In his new book, Perfect Dealership, Max Zanan, president of Total Dealer Compliance, lays out his recommendations for auto retailers. Here are edited excerpts from his chapter on F&I. The opinions expressed are his.
'Incorporate a certain amount of fear' and other advice from an F&I insider
Every dealer should start by appointing a compliance officer and giving that person the necessary authority to enforce corporate policy and procedure as well as to conduct the required training. The compliance officer must oversee the finance department and check deal folders, listen to audio (if available), and watch the video interactions of all finance managers and customers. Good management requires vigilance. There is a way to be fair as you quietly monitor all operations around you. Unfortunately, you'll need to incorporate a certain amount of fear into the process -- simply by making your F&I people aware of these controls -- to keep things level.
In keeping with what they can generate, finance managers are highly paid professionals -- $250,000 a year is not inordinate and is commensurate with an old Wall Street salary. At the same time, the talent pool is pretty shallow, and dealers must make sure that they are getting the best candidates to fill the position.
The first and most important step will be to conduct a background check and a drug test. The background check should also include a criminal and a credit check. It is a good idea to test for prescription drugs. The second step is to actually check the candidates' references. I wouldn't just call previous employers as it is not as effective as calling lenders that dealt with the applicant. Lending sources will tell if the candidate submitted clean deals and if there were any issues like power booking and credit application falsification.
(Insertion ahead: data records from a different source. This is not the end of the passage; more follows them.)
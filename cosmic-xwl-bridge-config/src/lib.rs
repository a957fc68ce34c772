// SPDX-License-Identifier: GPL-3.0-only

use serde::{Deserialize, Serialize};
use std::time::Duration;

/// Highest XDND protocol version the bridge speaks.
pub const MAX_XDND_VERSION: u32 = 5;

/// Settings of the X11 <-> Wayland selection bridge.
#[derive(Debug, Clone, PartialEq, Deserialize, Serialize)]
#[serde(default)]
pub struct BridgeConfig {
    /// Bridge the CLIPBOARD selection
    pub clipboard: bool,
    /// Bridge the PRIMARY selection
    pub primary_selection: bool,
    /// Bridge drag-and-drop through XdndSelection
    pub drag_and_drop: bool,
    /// Only let X11 clients read Wayland selections while an X11 window is active
    pub focus_gated_selection: bool,
    /// Maximum XDND version announced to X11 clients
    pub xdnd_version: u32,
    /// Size of a single INCR chunk in bytes, also the INCR threshold
    pub incr_chunk_size: u32,
    pub transfer_timeout_ms: u64,
    pub drop_grace_period_ms: u64,
    pub refresh_interval_ms: u64,
}

impl Default for BridgeConfig {
    fn default() -> BridgeConfig {
        BridgeConfig {
            clipboard: true,
            primary_selection: true,
            drag_and_drop: true,
            focus_gated_selection: true,
            xdnd_version: MAX_XDND_VERSION,
            incr_chunk_size: 63 * 1024,
            transfer_timeout_ms: 5000,
            drop_grace_period_ms: 2000,
            refresh_interval_ms: 20,
        }
    }
}

impl BridgeConfig {
    /// XDND version clamped to what is actually implemented.
    pub fn xdnd_version(&self) -> u32 {
        self.xdnd_version.clamp(1, MAX_XDND_VERSION)
    }

    pub fn incr_chunk_size(&self) -> usize {
        // an empty chunk would end every INCR transfer right away
        self.incr_chunk_size.max(1) as usize
    }

    pub fn transfer_timeout(&self) -> Duration {
        Duration::from_millis(self.transfer_timeout_ms)
    }

    pub fn drop_grace_period(&self) -> Duration {
        Duration::from_millis(self.drop_grace_period_ms)
    }

    pub fn refresh_interval(&self) -> Duration {
        Duration::from_millis(self.refresh_interval_ms.max(1))
    }
}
Unfortunately for the auto industry, there is very limited professional training for this work. Again, there is no degree in F&I at a local university, so, in most cases, it is on-the-job training plus the sales training provided by F&I vendors.
We encourage all of our dealers to employ finance managers who have successfully completed [Association for Finance & Insurance Professionals] certification. AFIP certification helps finance managers learn federal and state laws that govern F&I, just as it helps them to adhere to an established code of ethics. Dealers should either hire AFIP-certified professionals or demand that their existing finance managers obtain this certification. Moreover, there are regular courses provided by your local dealer association, and dealers should take advantage of this training and send their finance managers to these courses on a regular basis.
If you look at dealership websites, you will see that they offer a lot of information. For example, you can research cars, make service appointments, and get an appraisal on a trade-in. Almost never will you see any information about service contracts or ancillary products that the dealership sells in its F&I department.
This needs to change as the consumers demand and expect more transparency. Moreover, providing information about F&I products will speed up the F&I process in the dealership and increase customer satisfaction with the buying process.
As online car buying is perfected, there will be a need to develop online presentation for each and every F&I product being sold. Dealers need to start preparing and implementing these presentations as soon as possible. This is an inevitable change. Properly presented F&I products will sell themselves.
Tie-back is another excellent strategy. Tie-back requires customers to come back to the selling dealer service department for all repairs as long as the breakdown is within a predefined radius -- typically within 50 or 75 miles of the selling dealership.
This approach is great way to control claims and load the dealer's shop.
A "disappearing deductible" is another great strategy to ensure that customers come back to the selling dealer service department. Basically, there is a $0 deductible if the customer comes back to the selling dealer versus a $200 or $300 deductible if the customer goes somewhere else.
Finance managers that have excellent product knowledge will be able to explain to the customer the beauty of a disappearing deductible.
Oftentimes customers need to cancel F&I products they bought, and the cancellation process in many dealerships is not the greatest. These dealerships are guilty of giving the customer a runaround, and that's unacceptable. In most cases, if these products were properly presented and explained, there would be no need to cancel them. There must be a written cancellation/refund process, and every finance manager has to follow it. Better yet let the compliance officer oversee the cancellation process.